Kalanick was a co-conspirator and will be found to be just as guilty on every count as Levandowski. What's the chance both will spend 20 years in jail? Very high.


----------



## Uber's Guber (Oct 22, 2017)

Former FBI Acting Director Andrew McCabe got caught leaking & lying.
Fake news CNN gave him a new job.
Even the guilty get a second chance!


----------



## Single Malt (Nov 11, 2018)

"During the Waymo trial, Kalanick conceded that Uber needed to develop self-driving cars if it hoped to maintain its early position as the world's largest ride-hailing service."
https://www.marketwatch.com/story/e...g-secrets-and-selling-them-to-uber-2019-08-27
This is true.



Uber's Guber said:


> Former FBI Acting Director Andrew McCabe got caught leaking & lying.
> Fake news CNN gave him a new job.
> Even the guilty get a second chance!


Levandowski faces 10 years each on 33 separate counts.

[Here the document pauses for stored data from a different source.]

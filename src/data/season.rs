use chrono::Utc;
use sea_orm::{
    ActiveModelTrait, ActiveValue, ConnectionTrait, DbErr, EntityTrait, QueryOrder,
};

use crate::model::season::CreateSeasonParams;

pub struct SeasonRepository<'a, C: ConnectionTrait> {
    db: &'a C,
}

impl<'a, C: ConnectionTrait> SeasonRepository<'a, C> {
    pub fn new(db: &'a C) -> Self {
        Self { db }
    }

    /// Creates a new season, active by default.
    pub async fn create(&self, params: CreateSeasonParams) -> Result<entity::season::Model, DbErr> {
        entity::season::ActiveModel {
            name: ActiveValue::Set(params.name),
            active: ActiveValue::Set(true),
            created_at: ActiveValue::Set(Utc::now()),
            ..Default::default()
        }
        .insert(self.db)
        .await
    }

    /// Gets all seasons, newest first.
    pub async fn get_all(&self) -> Result<Vec<entity::season::Model>, DbErr> {
        entity::prelude::Season::find()
            .order_by_desc(entity::season::Column::Id)
            .all(self.db)
            .await
    }

    /// Gets a season by ID.
    pub async fn get_by_id(&self, id: i32) -> Result<Option<entity::season::Model>, DbErr> {
        entity::prelude::Season::find_by_id(id).one(self.db).await
    }
}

That's a long time. He's going to sing like a bird dumping on Kalanick. Bye Travis.


----------



## tohunt4me (Nov 23, 2015)

Single Malt said:


> "During the Waymo trial, Kalanick conceded that Uber needed to develop self-driving cars if it hoped to maintain its early position as the world's largest ride-hailing service."
> https://www.marketwatch.com/story/e...g-secrets-and-selling-them-to-uber-2019-08-27
> This is true.
> 
> ...


There Goes Levandowskis " ROBO RELEGION"!

The " GOD BOT " WAY OF THE FUTURE CHURCH.
TAX FREE ALSO.

Levandowski caused Me more concern than the Mormon Transhumanists.

Yes. That Bad !

Makes me respect the Unabomber more each day.


----------